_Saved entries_
======

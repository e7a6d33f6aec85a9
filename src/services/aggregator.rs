//! Shared query-shaping helpers used by every read path, so a novel
//! listing and a novel detail never drift apart.

use crate::entities::chapter_entity as chapters;
use crate::models::{CommentResponse, ReadingFilter, ReadingStatEntry};
use regex::Regex;
use std::collections::HashMap;
use std::sync::OnceLock;

fn html_tag_re() -> &'static Regex {
    static RE: OnceLock<Regex> = OnceLock::new();
    RE.get_or_init(|| Regex::new(r"<[^>]*>").expect("valid regex"))
}

fn style_attr_re() -> &'static Regex {
    static RE: OnceLock<Regex> = OnceLock::new();
    // 行内 style 在编辑器粘贴时混进来，展示前全部剥掉
    RE.get_or_init(|| Regex::new(r#"(?i)\sstyle\s*=\s*("[^"]*"|'[^']*')"#).expect("valid regex"))
}

/// Character count of the HTML-stripped content.
pub fn word_count(content: &str) -> i64 {
    html_tag_re()
        .replace_all(content, "")
        .chars()
        .count() as i64
}

/// Drop inline `style=` attributes from stored chapter HTML.
pub fn scrub_inline_styles(content: &str) -> String {
    style_attr_re().replace_all(content, "").into_owned()
}

/// Sort by explicit `chapter_order`, not creation time. The sort is
/// stable, so rows sharing an order keep their fetch order.
pub fn sort_chapters(mut rows: Vec<chapters::Model>) -> Vec<chapters::Model> {
    rows.sort_by_key(|c| c.chapter_order);
    rows
}

/// Build a nested comment tree from a flat, chronologically ascending
/// list. A comment whose parent is not in the list becomes a root.
pub fn build_comment_tree(flat: Vec<CommentResponse>) -> Vec<CommentResponse> {
    let ids: std::collections::HashSet<i64> = flat.iter().map(|c| c.id).collect();

    let mut roots: Vec<CommentResponse> = Vec::new();
    let mut children: HashMap<i64, Vec<CommentResponse>> = HashMap::new();

    for comment in flat {
        match comment.parent_id {
            Some(parent_id) if parent_id != comment.id && ids.contains(&parent_id) => {
                children.entry(parent_id).or_default().push(comment);
            }
            _ => roots.push(comment),
        }
    }

    fn attach(node: &mut CommentResponse, children: &mut HashMap<i64, Vec<CommentResponse>>) {
        if let Some(mut kids) = children.remove(&node.id) {
            for kid in &mut kids {
                attach(kid, children);
            }
            node.replies = kids;
        }
    }

    for root in &mut roots {
        attach(root, &mut children);
    }

    roots
}

/// One joined reading-record row, denormalized for aggregation.
#[derive(Debug, Clone)]
pub struct ReadingRow {
    pub user_id: i64,
    pub user_name: String,
    pub novel_id: i64,
    pub novel_title: String,
    pub author_id: i64,
    pub author_name: String,
    pub reading_time: i64,
}

/// Group one month of reading rows by the chosen dimension, sum the
/// seconds, and sort by total descending.
pub fn aggregate_reading_time(rows: &[ReadingRow], filter: ReadingFilter) -> Vec<ReadingStatEntry> {
    let mut order: Vec<i64> = Vec::new();
    let mut totals: HashMap<i64, ReadingStatEntry> = HashMap::new();

    for row in rows {
        let (key, name) = match filter {
            ReadingFilter::User => (row.user_id, row.user_name.clone()),
            ReadingFilter::Novel => (row.novel_id, row.novel_title.clone()),
            ReadingFilter::Author => (row.author_id, row.author_name.clone()),
        };
        let entry = totals.entry(key).or_insert_with(|| {
            order.push(key);
            ReadingStatEntry {
                name,
                total_time: 0,
            }
        });
        entry.total_time += row.reading_time;
    }

    let mut result: Vec<ReadingStatEntry> = order
        .into_iter()
        .filter_map(|key| totals.remove(&key))
        .collect();
    result.sort_by(|a, b| b.total_time.cmp(&a.total_time));
    result
}

#[cfg(test)]
mod tests {
    use super::*;

    fn chapter(id: i64, order: i32) -> chapters::Model {
        chapters::Model {
            id,
            novel_id: 1,
            title: format!("第{order}章"),
            content: String::new(),
            is_free: None,
            published: true,
            chapter_order: order,
            quotation: None,
            word_count: 0,
            created_at: None,
            updated_at: None,
        }
    }

    fn comment(id: i64, parent_id: Option<i64>) -> CommentResponse {
        CommentResponse {
            id,
            content: format!("comment {id}"),
            parent_id,
            user_id: 1,
            user_name: "书虫".to_string(),
            chapter_title: None,
            created_at: None,
            updated_at: None,
            replies: Vec::new(),
        }
    }

    #[test]
    fn test_sort_chapters_by_order() {
        let sorted = sort_chapters(vec![chapter(10, 3), chapter(11, 1), chapter(12, 2)]);
        let orders: Vec<i32> = sorted.iter().map(|c| c.chapter_order).collect();
        assert_eq!(orders, vec![1, 2, 3]);
    }

    #[test]
    fn test_sort_chapters_stable_on_ties() {
        let sorted = sort_chapters(vec![chapter(10, 1), chapter(11, 1), chapter(12, 0)]);
        let ids: Vec<i64> = sorted.iter().map(|c| c.id).collect();
        assert_eq!(ids, vec![12, 10, 11]);
    }

    #[test]
    fn test_build_comment_tree() {
        let tree = build_comment_tree(vec![
            comment(1, None),
            comment(2, Some(1)),
            comment(3, None),
        ]);
        assert_eq!(tree.len(), 2);
        assert_eq!(tree[0].id, 1);
        assert_eq!(tree[0].replies.len(), 1);
        assert_eq!(tree[0].replies[0].id, 2);
        assert_eq!(tree[1].id, 3);
        assert!(tree[1].replies.is_empty());
    }

    #[test]
    fn test_comment_with_missing_parent_becomes_root() {
        let tree = build_comment_tree(vec![comment(5, Some(999)), comment(6, None)]);
        assert_eq!(tree.len(), 2);
        assert_eq!(tree[0].id, 5);
    }

    #[test]
    fn test_nested_replies_attach_to_their_parent() {
        let tree = build_comment_tree(vec![
            comment(1, None),
            comment(2, Some(1)),
            comment(3, Some(2)),
        ]);
        assert_eq!(tree.len(), 1);
        assert_eq!(tree[0].replies[0].replies[0].id, 3);
    }

    #[test]
    fn test_aggregate_reading_time_by_novel() {
        let row = |novel_id: i64, title: &str, time: i64| ReadingRow {
            user_id: 1,
            user_name: "u".to_string(),
            novel_id,
            novel_title: title.to_string(),
            author_id: 1,
            author_name: "a".to_string(),
            reading_time: time,
        };
        let stats = aggregate_reading_time(
            &[row(1, "A", 10), row(1, "A", 5), row(2, "B", 7)],
            ReadingFilter::Novel,
        );
        assert_eq!(
            stats,
            vec![
                ReadingStatEntry {
                    name: "A".to_string(),
                    total_time: 15
                },
                ReadingStatEntry {
                    name: "B".to_string(),
                    total_time: 7
                },
            ]
        );
    }

    #[test]
    fn test_word_count_strips_markup() {
        assert_eq!(word_count("<p>你好，世界</p>"), 5);
        assert_eq!(word_count(""), 0);
    }

    #[test]
    fn test_scrub_inline_styles() {
        let html = r#"<p style="color: red">你好</p><span STYLE='x'>世界</span>"#;
        assert_eq!(scrub_inline_styles(html), "<p>你好</p><span>世界</span>");
    }
}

======

_Task item_
Return what is listed above, exactly and completely.

_Answer section_
repository e7a6d33f6aec85a9
filename src/services/aggregator.rs
//! Shared query-shaping helpers used by every read path, so a novel
//! listing and a novel detail never drift apart.

use crate::entities::chapter_entity as chapters;
use crate::models::{CommentResponse, ReadingFilter, ReadingStatEntry};
use regex::Regex;
use std::collections::HashMap;
use std::sync::OnceLock;

fn html_tag_re() -> &'static Regex {
    static RE: OnceLock<Regex> = OnceLock::new();
    RE.get_or_init(|| Regex::new(r"<[^>]*>").expect("valid regex"))
}

fn style_attr_re() -> &'static Regex {
    static RE: OnceLock<Regex> = OnceLock::new();
    // 行内 style 在编辑器粘贴时混进来，展示前全部剥掉
    RE.get_or_init(|| Regex::new(r#"(?i)\sstyle\s*=\s*("[^"]*"|'[^']*')"#).expect("valid regex"))
}

/// Character count of the HTML-stripped content.
pub fn word_count(content: &str) -> i64 {
    html_tag_re()
        .replace_all(content, "")
        .chars()
        .count() as i64
}

/// Drop inline `style=` attributes from stored chapter HTML.
pub fn scrub_inline_styles(content: &str) -> String {
    style_attr_re().replace_all(content, "").into_owned()
}

/// Sort by explicit `chapter_order`, not creation time. The sort is
/// stable, so rows sharing an order keep their fetch order.
pub fn sort_chapters(mut rows: Vec<chapters::Model>) -> Vec<chapters::Model> {
    rows.sort_by_key(|c| c.chapter_order);
    rows
}

/// Build a nested comment tree from a flat, chronologically ascending
/// list. A comment whose parent is not in the list becomes a root.
pub fn build_comment_tree(flat: Vec<CommentResponse>) -> Vec<CommentResponse> {
    let ids: std::collections::HashSet<i64> = flat.iter().map(|c| c.id).collect();

    let mut roots: Vec<CommentResponse> = Vec::new();
    let mut children: HashMap<i64, Vec<CommentResponse>> = HashMap::new();

    for comment in flat {
        match comment.parent_id {
            Some(parent_id) if parent_id != comment.id && ids.contains(&parent_id) => {
                children.entry(parent_id).or_default().push(comment);
            }
            _ => roots.push(comment),
        }
    }

    fn attach(node: &mut CommentResponse, children: &mut HashMap<i64, Vec<CommentResponse>>) {
        if let Some(mut kids) = children.remove(&node.id) {
            for kid in &mut kids {
                attach(kid, children);
            }
            node.replies = kids;
        }
    }

    for root in &mut roots {
        attach(root, &mut children);
    }

    roots
}

/// One joined reading-record row, denormalized for aggregation.
#[derive(Debug, Clone)]
pub struct ReadingRow {
    pub user_id: i64,
    pub user_name: String,
    pub novel_id: i64,
    pub novel_title: String,
    pub author_id: i64,
    pub author_name: String,
    pub reading_time: i64,
}

/// Group one month of reading rows by the chosen dimension, sum the
/// seconds, and sort by total descending.
pub fn aggregate_reading_time(rows: &[ReadingRow], filter: ReadingFilter) -> Vec<ReadingStatEntry> {
    let mut order: Vec<i64> = Vec::new();
    let mut totals: HashMap<i64, ReadingStatEntry> = HashMap::new();

    for row in rows {
        let (key, name) = match filter {
            ReadingFilter::User => (row.user_id, row.user_name.clone()),
            ReadingFilter::Novel => (row.novel_id, row.novel_title.clone()),
            ReadingFilter::Author => (row.author_id, row.author_name.clone()),
        };
        let entry = totals.entry(key).or_insert_with(|| {
            order.push(key);
            ReadingStatEntry {
                name,
                total_time: 0,
            }
        });
        entry.total_time += row.reading_time;
    }

    let mut result: Vec<ReadingStatEntry> = order
        .into_iter()
        .filter_map(|key| totals.remove(&key))
        .collect();
    result.sort_by(|a, b| b.total_time.cmp(&a.total_time));
    result
}

#[cfg(test)]
mod tests {
    use super::*;

    fn chapter(id: i64, order: i32) -> chapters::Model {
        chapters::Model {
            id,
            novel_id: 1,
            title: format!("第{order}章"),
            content: String::new(),
            is_free: None,
            published: true,
            chapter_order: order,
            quotation: None,
            word_count: 0,
            created_at: None,
            updated_at: None,
        }
    }

    fn comment(id: i64, parent_id: Option<i64>) -> CommentResponse {
        CommentResponse {
            id,
            content: format!("comment {id}"),
            parent_id,
            user_id: 1,
            user_name: "书虫".to_string(),
            chapter_title: None,
            created_at: None,
            updated_at: None,
            replies: Vec::new(),
        }
    }

    #[test]
    fn test_sort_chapters_by_order() {
        let sorted = sort_chapters(vec![chapter(10, 3), chapter(11, 1), chapter(12, 2)]);
        let orders: Vec<i32> = sorted.iter().map(|c| c.chapter_order).collect();
        assert_eq!(orders, vec![1, 2, 3]);
    }

    #[test]
    fn test_sort_chapters_stable_on_ties() {
        let sorted = sort_chapters(vec![chapter(10, 1), chapter(11, 1), chapter(12, 0)]);
        let ids: Vec<i64> = sorted.iter().map(|c| c.id).collect();
        assert_eq!(ids, vec![12, 10, 11]);
    }

    #[test]
    fn test_build_comment_tree() {
        let tree = build_comment_tree(vec![
            comment(1, None),
            comment(2, Some(1)),
            comment(3, None),
        ]);
        assert_eq!(tree.len(), 2);
        assert_eq!(tree[0].id, 1);
        assert_eq!(tree[0].replies.len(), 1);
        assert_eq!(tree[0].replies[0].id, 2);
        assert_eq!(tree[1].id, 3);
        assert!(tree[1].replies.is_empty());
    }

    #[test]
    fn test_comment_with_missing_parent_becomes_root() {
        let tree = build_comment_tree(vec![comment(5, Some(999)), comment(6, None)]);
        assert_eq!(tree.len(), 2);
        assert_eq!(tree[0].id, 5);
    }

    #[test]
    fn test_nested_replies_attach_to_their_parent() {
        let tree = build_comment_tree(vec![
            comment(1, None),
            comment(2, Some(1)),
            comment(3, Some(2)),
        ]);
        assert_eq!(tree.len(), 1);
        assert_eq!(tree[0].replies[0].replies[0].id, 3);
    }

    #[test]
    fn test_aggregate_reading_time_by_novel() {
        let row = |novel_id: i64, title: &str, time: i64| ReadingRow {
            user_id: 1,
            user_name: "u".to_string(),
            novel_id,
            novel_title: title.to_string(),
            author_id: 1,
            author_name: "a".to_string(),
            reading_time: time,
        };
        let stats = aggregate_reading_time(
            &[row(1, "A", 10), row(1, "A", 5), row(2, "B", 7)],
            ReadingFilter::Novel,
        );
        assert_eq!(
            stats,
            vec![
                ReadingStatEntry {
                    name: "A".to_string(),
                    total_time: 15
                },
                ReadingStatEntry {
                    name: "B".to_string(),
                    total_time: 7
                },
            ]
        );
    }

    #[test]
    fn test_word_count_strips_markup() {
        assert_eq!(word_count("<p>你好，世界</p>"), 5);
        assert_eq!(word_count(""), 0);
    }

    #[test]
    fn test_scrub_inline_styles() {
        let html = r#"<p style="color: red">你好</p><span STYLE='x'>世界</span>"#;
        assert_eq!(scrub_inline_styles(html), "<p>你好</p><span>世界</span>");
    }
}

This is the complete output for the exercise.